◆ What is expected ◆
Report how many lines in the data include "StoreRequest", with the number as the only reply.

◆ Input for this task ◆
↓↓↓
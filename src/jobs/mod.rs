pub mod match_recompute;

pub use match_recompute::{run_match_recompute, run_operation_match};
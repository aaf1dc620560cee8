use axum::{
    http::StatusCode,
    response::IntoResponse,
    routing::{get, post},
    Router,
};
use sea_orm::DatabaseConnection;
use utoipa::OpenApi;
// Conditionally import SwaggerUi only when needed (not test)
#[cfg(not(test))]
use utoipa_swagger_ui::SwaggerUi;
// Conditionally import CORS only when needed (not test)
#[cfg(not(test))]
use tower_http::cors::{Any, CorsLayer};
// Conditionally import Governor only when needed (not test)
#[cfg(not(test))]
use std::num::NonZeroU32;
#[cfg(not(test))]
use std::sync::Arc;
#[cfg(not(test))]
use tower_governor::{
    governor::GovernorConfigBuilder, key_extractor::SmartIpKeyExtractor, GovernorLayer,
};

pub mod entities;
pub mod error;
pub mod jobs;
pub mod matching;
pub mod routes;

/// Shared state handed to every route handler.
#[derive(Clone)]
pub struct AppState {
    pub db: DatabaseConnection,
}

/// Health check endpoint
#[utoipa::path(
    get,
    path = "/health",
    responses(
        (status = 200, description = "Service is healthy", body = String)
    )
)]
async fn health_check() -> impl IntoResponse {
    (StatusCode::OK, "Service is healthy")
}

#[derive(OpenApi)]
#[openapi(
    info(
        title = "DEALMATCH API",
        version = "0.1.0",
        description = "Fund-opportunity matching engine"
    ),
    paths(routes::matching::recalculate_matches, health_check),
    components(schemas(
        routes::matching::RecalculateRequest,
        routes::matching::RecalculateResponse
    ))
)]
struct ApiDoc;

/// Create the application with all routes and middleware
pub fn create_app(state: AppState) -> Router {
    // Build our API documentation (needed regardless for ApiDoc::openapi())
    let api_doc = ApiDoc::openapi();

    // --- Define API routes separately ---
    let api_routes = Router::new()
        .route("/matching/recalculate", post(routes::matching::recalculate_matches))
        .route("/health", get(health_check))
        .with_state(state);

    // --- Conditionally apply layers and Swagger UI only when NOT running tests ---
    #[cfg(not(test))]
    let (docs_router, rate_limited_api_routes) = {
        // Create Swagger UI router
        let docs_router = SwaggerUi::new("/docs").url("/api-doc/openapi.json", api_doc);

        // Configure Rate Limiting
        let governor_conf = Arc::new(
            GovernorConfigBuilder::default()
                .key_extractor(SmartIpKeyExtractor)
                .period(std::time::Duration::from_secs(60))
                .burst_size(NonZeroU32::new(10).unwrap().into())
                .finish()
                .unwrap(),
        );
        // Apply Governor layer ONLY to the api_routes defined above
        let rate_limited_api_routes = api_routes.layer(GovernorLayer {
            config: governor_conf,
        });

        (docs_router, rate_limited_api_routes)
    };

    // For test builds, use the original api_routes and an empty router for docs
    #[cfg(test)]
    let (docs_router, rate_limited_api_routes) = {
        let _ = api_doc;
        (Router::new(), api_routes)
    };

    // --- Build the final application router ---
    let mut app = Router::new()
        .merge(rate_limited_api_routes) // Add rate-limited API routes
        .merge(docs_router); // Add documentation routes (not rate-limited)

    // --- Apply CORS to the whole app (both API and docs) if needed ---
    #[cfg(not(test))]
    {
        app = app.layer(
            CorsLayer::new()
                .allow_origin(Any)
                .allow_methods(Any)
                .allow_headers(Any),
        );
    }

    // Return the final router
    app
}
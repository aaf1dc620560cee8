// Export all route modules
pub mod matching;

// Re-export route handlers for easy importing
pub use matching::*;
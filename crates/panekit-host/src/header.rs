#![forbid(unsafe_code)]

//! Header tab strip view model.
//!
//! The header band shows one tab per docked room: the left-side list, then
//! the right-side list horizontally offset to start at the split boundary.
//! This module derives a plain view model; what the tabs look like is the
//! renderer's business.

use panekit_core::{LayoutView, NotifyState, Room, RoomId};

/// Inset of the tab strip inside the header; the right-side list starts at
/// `left_room_width - RIGHT_TABS_INSET`.
pub const RIGHT_TABS_INSET: i32 = 144;

/// Fixed userbar buttons, as `(name, value)` pairs for the button action
/// table.
pub const USERBAR_BUTTONS: &[(&str, &str)] = &[("joinRoom", "volume"), ("joinRoom", "options")];

/// Icon shown on a room tab.
#[derive(Debug, Clone, PartialEq, Eq)]
pub enum TabIcon {
    Home,
    Teambuilder,
    Ladder,
    Battles,
    /// The "add room" tab.
    Plus,
    Chat,
    /// Generic document tab.
    Document,
    /// A short text label (battle format, or a bracketed title tag).
    Text(String),
}

/// One tab in the strip.
#[derive(Debug, Clone, PartialEq, Eq)]
pub struct TabEntry {
    pub id: RoomId,
    pub icon: TabIcon,
    pub title: String,
    /// Whether the tab shows a close button.
    pub closable: bool,
    /// Whether the room currently occupies a visible panel.
    pub current: bool,
    pub notify: NotifyState,
    /// In-app href for the tab's anchor.
    pub href: String,
}

/// The derived header state.
#[derive(Debug, Clone, PartialEq, Eq, Default)]
pub struct HeaderModel {
    pub left_tabs: Vec<TabEntry>,
    pub right_tabs: Vec<TabEntry>,
    /// Horizontal offset of the right-side list, pixels from the strip start.
    pub right_tabs_offset: i32,
}

/// Derive the header model from a layout snapshot.
///
/// Room ids the store no longer knows contribute no tab.
#[must_use]
pub fn header_model(view: &LayoutView) -> HeaderModel {
    let tabs = |ids: &[RoomId]| {
        ids.iter()
            .filter_map(|id| view.room(id).map(|room| tab_entry(view, room)))
            .collect()
    };
    HeaderModel {
        left_tabs: tabs(&view.left_list),
        right_tabs: tabs(&view.right_list),
        right_tabs_offset: view.left_room_width - RIGHT_TABS_INSET,
    }
}

fn tab_entry(view: &LayoutView, room: &Room) -> TabEntry {
    let (icon, title) = icon_and_title(room);
    TabEntry {
        id: room.id.clone(),
        icon,
        title,
        closable: !(room.id.is_home() || room.id.as_str() == "rooms"),
        current: view.is_visible(&room.id),
        notify: room.notify,
        href: format!("/{}", room.id),
    }
}

fn icon_and_title(room: &Room) -> (TabIcon, String) {
    match room.room_type.as_str() {
        "" | "mainmenu" => (TabIcon::Home, room.title.clone()),
        "teambuilder" => (TabIcon::Teambuilder, room.title.clone()),
        "ladder" => (TabIcon::Ladder, room.title.clone()),
        "battles" => (TabIcon::Battles, room.title.clone()),
        // The "add room" tab is icon-only.
        "rooms" => (TabIcon::Plus, String::new()),
        "chat" => (TabIcon::Chat, room.title.clone()),
        "battle" => {
            let icon = match battle_format_label(&room.id) {
                Some(label) => TabIcon::Text(label),
                None => TabIcon::Document,
            };
            let title = if room.title.is_empty() {
                "(empty room)".to_owned()
            } else {
                room.title.clone()
            };
            (icon, title)
        }
        _ => bracketed_tag(&room.title)
            .map(|(tag, rest)| (TabIcon::Text(tag), rest))
            .unwrap_or_else(|| (TabIcon::Document, room.title.clone())),
    }
}

/// Format label for a battle tab, from the room id.
///
/// `battle-gen9ou-12345` carries its format as the chunk before the battle
/// number; single-chunk ids only label uploaded replays.
fn battle_format_label(id: &RoomId) -> Option<String> {
    let rest = id.as_str().strip_prefix("battle-").unwrap_or(id.as_str());
    let chunks: Vec<&str> = rest.split('-').collect();
    if chunks.len() <= 1 {
        return (chunks.first() == Some(&"uploadedreplay")).then(|| "Uploaded Replay".to_owned());
    }
    Some(chunks[chunks.len() - 2].to_owned())
}

/// Split a `[Tag] Title` string into its icon tag and remaining title.
fn bracketed_tag(title: &str) -> Option<(String, String)> {
    let rest = title.strip_prefix('[')?;
    let close = rest.find(']')?;
    if close == 0 {
        return None;
    }
    Some((rest[..close].to_owned(), rest[close + 1..].to_owned()))
}
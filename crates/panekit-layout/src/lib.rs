#![forbid(unsafe_code)]

//! Layout: position descriptors, the box-style resolver, and standard panel
//! placements.
//!
//! # Role in panekit
//! `panekit-layout` is the geometry layer. A [`PanelPosition`] declares a
//! panel's location as CSS-like edge insets; [`resolve`] turns it into an
//! absolute [`BoxStyle`] deterministically. Split panels abut each other
//! pixel-exactly at the split boundary, so the mapping is exact: the resolver
//! reserves a one-pixel seam on the horizontal axis for the adjoining
//! panel's border.
//!
//! # Failure Modes
//! A descriptor whose active edges imply a negative size is a programming
//! error in the caller, not user input, and resolves to
//! [`PositionError::InvalidRange`] rather than a clamped box.

pub mod placement;
pub mod position;

pub use placement::{
    HEADER_BAND_HEIGHT, PANEL_TOP, POPUP_MAX_WIDTH, header_position, panel_position,
};
pub use position::{Axis, BoxDisplay, BoxStyle, Inset, PanelPosition, PositionError, resolve};
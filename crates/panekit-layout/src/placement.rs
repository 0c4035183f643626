#![forbid(unsafe_code)]

//! Standard panel placements for the shell frame.
//!
//! The frame is a fixed-height header band with content panels below it.
//! Single-panel mode gives the focused room the full body; split mode divides
//! the body at the left panel's pixel width.

use panekit_core::{LayoutView, RoomId};

use crate::position::PanelPosition;

/// Height of the header band, in pixels.
pub const HEADER_BAND_HEIGHT: i32 = 50;

/// Top inset for content panels (clears the header band).
pub const PANEL_TOP: i32 = 56;

/// Style hint for popup panels: maximum width in pixels.
pub const POPUP_MAX_WIDTH: i32 = 480;

/// Placement of the header band.
#[must_use]
pub const fn header_position() -> PanelPosition {
    PanelPosition::new().bottom(HEADER_BAND_HEIGHT)
}

/// Placement of a non-popup room, or `None` when it is not on screen.
///
/// Single-panel mode: only the focused room is placed. Split mode: the left
/// room takes everything left of the split boundary, the right room
/// everything right of it.
#[must_use]
pub fn panel_position(view: &LayoutView, id: &RoomId) -> Option<PanelPosition> {
    if !view.is_split() {
        return (&view.focused == id).then(|| PanelPosition::new().top(PANEL_TOP));
    }
    if &view.left == id {
        return Some(PanelPosition::new().top(PANEL_TOP).right(view.left_room_width));
    }
    if view.right.as_ref() == Some(id) {
        return Some(PanelPosition::new().top(PANEL_TOP).left(view.left_room_width));
    }
    None
}
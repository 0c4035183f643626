#![forbid(unsafe_code)]

//! Router: browser-navigation synchronization for the panel layout.
//!
//! # Role in panekit
//! `panekit-router` keeps two independently mutable sources of truth
//! consistent: the browser's URL/history state and the layout store's room
//! arrangement. It is a command-returning state machine: it consumes layout
//! change notifications and genuine navigation events, and returns
//! [`HistoryOp`] / [`panekit_core::StoreRequest`] commands for the embedding
//! to apply. Because the router never applies its own commands, a history
//! write it requests can never re-enter it, and loop freedom is structural
//! rather than guarded.
//!
//! # Primary responsibilities
//! - **NavSnapshot**: the `left..right` serialization round-tripped through
//!   history entries.
//! - **LinkClassifier**: deciding whether an anchor is in-app navigation.
//! - **NavigationRouter**: the path/hash/inert mode state machine.

pub mod classify;
pub mod router;
pub mod snapshot;

pub use classify::{FIRST_PARTY_HOSTS, LinkTarget, PRODUCTION_SERVER_ID, ServerContext, classify};
pub use router::{HistoryOp, InitialUrl, NavigationRouter, RouterMode};
pub use snapshot::{NavSnapshot, SNAPSHOT_SEPARATOR};
#![forbid(unsafe_code)]

//! Input: delegated click and keydown dispatch.
//!
//! # Role in panekit
//! The browser attaches exactly one capturing listener per event type for the
//! application's lifetime. Instead of handing the dispatcher a live DOM, the
//! embedding synthesizes the event into plain data (the ancestor chain of
//! the click target, or the key/modifier/focus context of a keydown) and
//! [`InputDispatcher`] turns it into layout-store requests plus a consumed
//! flag. A consumed outcome maps to `preventDefault` +
//! `stopImmediatePropagation` at the boundary; an unconsumed one leaves
//! native behavior alone.

pub mod dispatch;
pub mod element;

pub use dispatch::{ClickOutcome, HookVerdict, InputDispatcher, KeyContext, KeyOutcome};
pub use element::{ClickContext, ElementRef, FocusedControl};
#![forbid(unsafe_code)]

//! Serialized navigation state for history entries.
//!
//! A [`NavSnapshot`] is the only state round-tripped through the browser
//! history mechanism: a single room id, or `left..right` when split view is
//! active. Room ids cannot contain `.`, so the two-character separator is
//! unambiguous and encode/decode are inverses for all valid snapshots.

use std::fmt;

use panekit_core::{LayoutView, RoomId};
use serde::{Deserialize, Serialize};

/// Separator between the left and right room ids in a split snapshot.
pub const SNAPSHOT_SEPARATOR: &str = "..";

/// Navigation state associated with one history entry.
#[derive(Debug, Clone, PartialEq, Eq, Serialize, Deserialize)]
pub struct NavSnapshot {
    pub left: RoomId,
    pub right: Option<RoomId>,
}

impl NavSnapshot {
    /// Snapshot of a single visible room.
    #[must_use]
    pub fn single(id: RoomId) -> Self {
        Self {
            left: id,
            right: None,
        }
    }

    /// Snapshot of an active split view.
    #[must_use]
    pub fn split(left: RoomId, right: RoomId) -> Self {
        Self {
            left,
            right: Some(right),
        }
    }

    /// The snapshot describing a layout view.
    ///
    /// Split mode encodes the left/right pair; single-panel mode encodes the
    /// focused room. A split view with no right room (the store never
    /// produces one, but the type allows it) falls back to the single form.
    #[must_use]
    pub fn of_view(view: &LayoutView) -> Self {
        match (&view.right, view.is_split()) {
            (Some(right), true) => Self::split(view.left.clone(), right.clone()),
            _ => Self::single(view.focused.clone()),
        }
    }

    /// Serialize to the history-state string.
    #[must_use]
    pub fn encode(&self) -> String {
        match &self.right {
            Some(right) => format!("{}{SNAPSHOT_SEPARATOR}{}", self.left, right),
            None => self.left.to_string(),
        }
    }

    /// Parse a history-state string.
    ///
    /// Returns `None` when either side fails the room-id grammar. An empty
    /// right side (`"lobby.."`) decodes as a single-room snapshot.
    #[must_use]
    pub fn decode(raw: &str) -> Option<Self> {
        match raw.split_once(SNAPSHOT_SEPARATOR) {
            Some((left, right)) => {
                let left = RoomId::parse(left).ok()?;
                if right.is_empty() {
                    return Some(Self::single(left));
                }
                let right = RoomId::parse(right).ok()?;
                Some(Self::split(left, right))
            }
            None => RoomId::parse(raw).ok().map(Self::single),
        }
    }

    /// Whether this snapshot describes a split view.
    #[must_use]
    pub fn is_split(&self) -> bool {
        self.right.is_some()
    }
}

impl fmt::Display for NavSnapshot {
    fn fmt(&self, f: &mut fmt::Formatter<'_>) -> fmt::Result {
        f.write_str(&self.encode())
    }
}
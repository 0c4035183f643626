#![forbid(unsafe_code)]

//! Room and layout snapshot model.
//!
//! These are plain-data views of state owned by the external layout store.
//! The shell reads them and issues [`crate::StoreRequest`] commands; it never
//! mutates them. A [`LayoutView`] is a consistent post-mutation snapshot:
//! within one event tick every consumer observes the same view.

use serde::{Deserialize, Serialize};

use crate::roomid::RoomId;

/// Which panel region a room is docked to.
#[derive(Debug, Clone, Copy, PartialEq, Eq, Serialize, Deserialize)]
#[serde(rename_all = "snake_case")]
pub enum RoomSide {
    Left,
    Right,
    Popup,
}

/// Attention level a room is requesting in the tab strip.
#[derive(Debug, Clone, Copy, PartialEq, Eq, Default, Serialize, Deserialize)]
#[serde(rename_all = "snake_case")]
pub enum NotifyState {
    /// No pending notification.
    #[default]
    Quiet,
    /// Low-priority activity (highlight without urgency).
    Subtle,
    /// Urgent notification.
    Urgent,
}

/// Read-only view of one room.
///
/// Owned by the layout store; the shell reads `id`, `room_type`, `title`,
/// and `side` only.
#[derive(Debug, Clone, PartialEq, Eq, Serialize, Deserialize)]
pub struct Room {
    pub id: RoomId,
    /// Tag resolved against the room-type registry.
    pub room_type: String,
    pub title: String,
    /// `None` for rooms not currently docked anywhere.
    pub side: Option<RoomSide>,
    pub notify: NotifyState,
}

impl Room {
    /// Convenience constructor for a quiet, undocked room.
    #[must_use]
    pub fn new(id: RoomId, room_type: impl Into<String>, title: impl Into<String>) -> Self {
        Self {
            id,
            room_type: room_type.into(),
            title: title.into(),
            side: None,
            notify: NotifyState::Quiet,
        }
    }

    #[must_use]
    pub fn with_side(mut self, side: RoomSide) -> Self {
        self.side = Some(side);
        self
    }

    #[must_use]
    pub fn is_popup(&self) -> bool {
        self.side == Some(RoomSide::Popup)
    }
}

/// Snapshot of the layout store's current state.
///
/// `left_room_width == 0` means single-panel mode; a positive width means
/// split mode with that many pixels allotted to the left panel.
#[derive(Debug, Clone, PartialEq, Eq, Default, Serialize, Deserialize)]
pub struct LayoutView {
    /// Currently focused room.
    pub focused: RoomId,
    /// Room docked to the left panel.
    pub left: RoomId,
    /// Room docked to the right panel, when split mode is active.
    pub right: Option<RoomId>,
    /// Pixel width of the left panel; 0 disables split mode.
    pub left_room_width: i32,
    /// Tab order for left-side rooms.
    pub left_list: Vec<RoomId>,
    /// Tab order for right-side rooms.
    pub right_list: Vec<RoomId>,
    /// Popup stack, bottom first; the last entry is topmost.
    pub popups: Vec<RoomId>,
    /// All rooms known to the store, in store order.
    pub rooms: Vec<Room>,
}

impl LayoutView {
    /// Look up a room by id.
    #[must_use]
    pub fn room(&self, id: &RoomId) -> Option<&Room> {
        self.rooms.iter().find(|room| &room.id == id)
    }

    /// The focused room, when the store still knows it.
    #[must_use]
    pub fn focused_room(&self) -> Option<&Room> {
        self.room(&self.focused)
    }

    /// Whether split mode is active.
    #[must_use]
    pub fn is_split(&self) -> bool {
        self.left_room_width > 0
    }

    /// Whether a room currently occupies a visible panel.
    ///
    /// Single-panel mode shows only the focused room; split mode shows the
    /// left and right rooms.
    #[must_use]
    pub fn is_visible(&self, id: &RoomId) -> bool {
        if self.is_split() {
            &self.left == id || self.right.as_ref() == Some(id)
        } else {
            &self.focused == id
        }
    }
}
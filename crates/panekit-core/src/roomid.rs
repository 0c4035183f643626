#![forbid(unsafe_code)]

//! Grammar-checked room identifiers.
//!
//! A [`RoomId`] is an opaque token matching `^[a-z0-9-]*$`. The empty string
//! is a valid identifier and names the default/home room. Construction is
//! fallible; once a `RoomId` exists it is always grammar-valid, so downstream
//! code never re-validates.

use std::fmt;
use std::str::FromStr;

use serde::{Deserialize, Serialize};

/// Identifier for a room.
///
/// The empty id denotes the home room.
#[derive(Debug, Clone, Default, PartialEq, Eq, PartialOrd, Ord, Hash, Serialize, Deserialize)]
#[serde(transparent)]
pub struct RoomId(String);

impl RoomId {
    /// Parse an identifier, rejecting anything outside `[a-z0-9-]*`.
    pub fn parse(raw: &str) -> Result<Self, RoomIdError> {
        if !Self::is_valid(raw) {
            return Err(RoomIdError::OutOfGrammar {
                raw: raw.to_owned(),
            });
        }
        Ok(Self(raw.to_owned()))
    }

    /// The home room (empty id).
    #[must_use]
    pub fn home() -> Self {
        Self(String::new())
    }

    /// Whether a raw string is inside the identifier grammar.
    ///
    /// Matches `^[a-z0-9-]*$`; the empty string is valid.
    #[must_use]
    pub fn is_valid(raw: &str) -> bool {
        raw.bytes()
            .all(|b| b.is_ascii_lowercase() || b.is_ascii_digit() || b == b'-')
    }

    /// The raw identifier string.
    #[must_use]
    pub fn as_str(&self) -> &str {
        &self.0
    }

    /// Whether this is the home room.
    #[must_use]
    pub fn is_home(&self) -> bool {
        self.0.is_empty()
    }
}

impl fmt::Display for RoomId {
    fn fmt(&self, f: &mut fmt::Formatter<'_>) -> fmt::Result {
        f.write_str(&self.0)
    }
}

impl FromStr for RoomId {
    type Err = RoomIdError;

    fn from_str(s: &str) -> Result<Self, Self::Err> {
        Self::parse(s)
    }
}

impl AsRef<str> for RoomId {
    fn as_ref(&self) -> &str {
        &self.0
    }
}

/// Errors constructing a [`RoomId`].
#[derive(Debug, Clone, PartialEq, Eq)]
pub enum RoomIdError {
    /// The raw string contains characters outside `[a-z0-9-]`.
    OutOfGrammar { raw: String },
}

impl fmt::Display for RoomIdError {
    fn fmt(&self, f: &mut fmt::Formatter<'_>) -> fmt::Result {
        match self {
            Self::OutOfGrammar { raw } => {
                write!(f, "room id {raw:?} contains characters outside [a-z0-9-]")
            }
        }
    }
}

impl std::error::Error for RoomIdError {}

#[cfg(test)]
mod tests {
    use super::*;

    #[test]
    fn accepts_lowercase_alnum_hyphen() {
        assert!(RoomId::parse("battle-gen9ou-12345").is_ok());
        assert!(RoomId::parse("lobby").is_ok());
        assert!(RoomId::parse("a-1").is_ok());
    }

    #[test]
    fn empty_is_home() {
        let id = RoomId::parse("").unwrap();
        assert!(id.is_home());
        assert_eq!(id, RoomId::home());
    }

    #[test]
    fn rejects_uppercase_and_punctuation() {
        assert!(RoomId::parse("Lobby").is_err());
        assert!(RoomId::parse("lobby!").is_err());
        assert!(RoomId::parse("lob by").is_err());
        assert!(RoomId::parse("lobby/extra").is_err());
        assert!(RoomId::parse("lobby.html").is_err());
    }

    #[test]
    fn rejects_non_ascii() {
        assert!(RoomId::parse("café").is_err());
    }

    #[test]
    fn from_str_round_trips_display() {
        let id: RoomId = "teambuilder".parse().unwrap();
        assert_eq!(id.to_string(), "teambuilder");
        assert_eq!(id.as_str(), "teambuilder");
    }

    #[test]
    fn serde_is_transparent() {
        let id = RoomId::parse("lobby").unwrap();
        assert_eq!(serde_json::to_string(&id).unwrap(), "\"lobby\"");
        let back: RoomId = serde_json::from_str("\"lobby\"").unwrap();
        assert_eq!(back, id);
    }

    #[test]
    fn error_display_names_offender() {
        let err = RoomId::parse("No").unwrap_err();
        assert!(err.to_string().contains("No"));
    }
}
↑↑↑
◆ Exercise answer ◆
2